What the hell is that (lol) ? I've never seen it before and can't think of an explanation of why it would appear, any ideas?

+10  A: 

http://en.wikipedia.org/wiki/Byte-order_mark

It's the BOM of an UTF-8 blank document treated as an iso-8859-1 one.

file_ get_contents generates an error, which isn't displayed, so this is basically a blank UTF-8 document.

Without any charset info, The browser displays it as an iso-8859-1 document as it must be the default setting.
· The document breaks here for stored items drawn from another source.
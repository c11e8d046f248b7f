use dubs_roller::{classify, Die, RollConfig, RollSet, Tier};
use rand::{rngs::StdRng, SeedableRng};

fn dice(pairs: &[(char, u32)]) -> Vec<Die> {
    pairs.iter().map(|&(l, v)| Die::new(l, v)).collect()
}

fn tier(pairs: &[(char, u32)]) -> Tier {
    classify(&dice(pairs)).tier()
}

#[test]
fn test_priority() {
    assert_eq!(tier(&[('Z', 3), ('Y', 3), ('X', 3), ('W', 3)]), Tier::Quads);
    assert_eq!(tier(&[('Z', 3), ('Y', 3), ('X', 3), ('W', 5)]), Tier::Trips);
    assert_eq!(tier(&[('Z', 3), ('Y', 3), ('X', 1), ('W', 5)]), Tier::Dubs);
    assert_eq!(tier(&[('Z', 3), ('Y', 5)]), Tier::None);
}

#[test]
fn test_only_designated_labels_count() {
    let pairs = [
        ('A', 5),
        ('B', 5),
        ('C', 5),
        ('Z', 1),
        ('Y', 2),
        ('X', 3),
        ('W', 4),
    ];
    let res = classify(&dice(&pairs));

    assert_eq!(res.tier(), Tier::None);
    assert!(res.highlighted().is_empty());
}

#[test]
fn test_order_does_not_matter() {
    let mut ordered = dice(&[('Z', 2), ('Y', 2), ('X', 2), ('W', 6), ('V', 2)]);
    let expected = classify(&ordered);
    assert_eq!(expected.tier(), Tier::Trips);

    for _ in 0..ordered.len() {
        ordered.rotate_left(1);
        assert_eq!(classify(&ordered), expected);

        let reversed: Vec<Die> = ordered.iter().rev().copied().collect();
        assert_eq!(classify(&reversed), expected);
    }
}

#[test]
fn test_quads_scenario() {
    // four fair d6 rolled, then forced to 4, 4, 4, 4
    let config = RollConfig::with_sides(6, false).unwrap();
    let rolled = RollSet::roll(4, &config, &mut StdRng::seed_from_u64(1)).unwrap();
    let forced = RollSet::from_dice(rolled.dice().iter().map(|d| Die::new(d.label(), 4))).unwrap();

    let res = forced.classify();

    assert_eq!(res.tier(), Tier::Quads);
    assert_eq!(res.message(), Some("You got Quads!"));
    assert_eq!(res.highlighted(), ['Z', 'Y', 'X', 'W']);
}

#[test]
fn test_roll_set_and_free_function_agree() {
    let config = RollConfig::with_sides(2, true).unwrap();
    let mut rng = StdRng::seed_from_u64(7);

    for _ in 0..100 {
        let set = RollSet::roll(5, &config, &mut rng).unwrap();
        assert_eq!(set.classify(), classify(&set));
        assert_eq!(classify(&set), classify(&set.sorted()));
    }
}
So the BOM appears as these strange characters.

EDIT:

Indeed, I copied the three characters of your question, pasted them in a document, looked at the hexadecimal codes: EF BB BF, which is the BOM of UTF-8.

FWH
+1  A: 

To tack onto FWH's answer, make sure you are outputting the content to the browser with the proper encoding in the content-type header.

Easiest way to do this is just to set the default charset

ini_set( 'default_charset', 'UTF-8' );
echo @file_get_contents("http://******.org/ti.php?i=".$i."&s=".$s);

But you can use an explicit header() call if you prefer to.